• Problem to work on: In the records, find every line with the word "Other" and copy it out.

• Data to examine:
——————————

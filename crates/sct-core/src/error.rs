//! Unified error types for the SCT ecosystem
//!
//! This module provides a common error type [`SctError`] that can represent
//! errors from any part of the system. Domain-specific error types can be
//! converted to `SctError` for uniform error handling at API boundaries.
//!
//! # Example
//!
//! ```ignore
//! use sct_core::{SctError, SctResult};
//!
//! fn price_workspace(path: &str) -> SctResult<()> {
//!     let space = load_data_space(path)?;
//!     run_fiber_model(&space)?;
//!     Ok(())
//! }
//! ```

use thiserror::Error;

/// Unified error type for all SCT operations.
///
/// This enum provides a common error representation for the SCT ecosystem,
/// allowing errors from I/O, parsing, graph manipulation, and validation to
/// be handled uniformly.
#[derive(Error, Debug)]
pub enum SctError {
    /// I/O errors (file access, workspace storage, etc.)
    #[error("I/O error: {0}")]
    Io(#[from] std::io::Error),

    /// Parsing/deserialization errors
    #[error("Parse error: {0}")]
    Parse(String),

    /// Data validation errors
    #[error("Validation error: {0}")]
    Validation(String),

    /// Connection model errors
    #[error("Connect error: {0}")]
    Connect(String),

    /// Cost graph structure errors
    #[error("Graph error: {0}")]
    Graph(String),

    /// Configuration errors
    #[error("Configuration error: {0}")]
    Config(String),

    /// Generic errors (for wrapping external errors)
    #[error("{0}")]
    Other(String),
}

/// Convenience type alias for Results using SctError.
pub type SctResult<T> = Result<T, SctError>;

// Conversion from anyhow::Error
impl From<anyhow::Error> for SctError {
    fn from(err: anyhow::Error) -> Self {
        SctError::Other(err.to_string())
    }
}

// Conversion from string-like types for convenience
impl From<String> for SctError {
    fn from(s: String) -> Self {
        SctError::Other(s)
    }
}

impl From<&str> for SctError {
    fn from(s: &str) -> Self {
        SctError::Other(s.to_string())
    }
}

#[cfg(test)]
mod tests {
    use super::*;

    #[test]
    fn test_error_display() {
        let err = SctError::Graph("node 'x' is not a leaf".into());
        assert!(err.to_string().contains("Graph error"));
        assert!(err.to_string().contains("not a leaf"));
    }

    #[test]
    fn test_io_error_conversion() {
        let io_err = std::io::Error::new(std::io::ErrorKind::NotFound, "file not found");
        let sct_err: SctError = io_err.into();
        assert!(matches!(sct_err, SctError::Io(_)));
    }

    #[test]
    fn test_question_mark_operator() {
        fn inner() -> SctResult<()> {
            Err(SctError::Validation("test".into()))
        }

        fn outer() -> SctResult<()> {
            inner()?;
            Ok(())
        }

        assert!(outer().is_err());
    }
}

——————————

• Answer to the problem:
    Other(String),
        SctError::Other(err.to_string())
        SctError::Other(s)
        SctError::Other(s.to_string())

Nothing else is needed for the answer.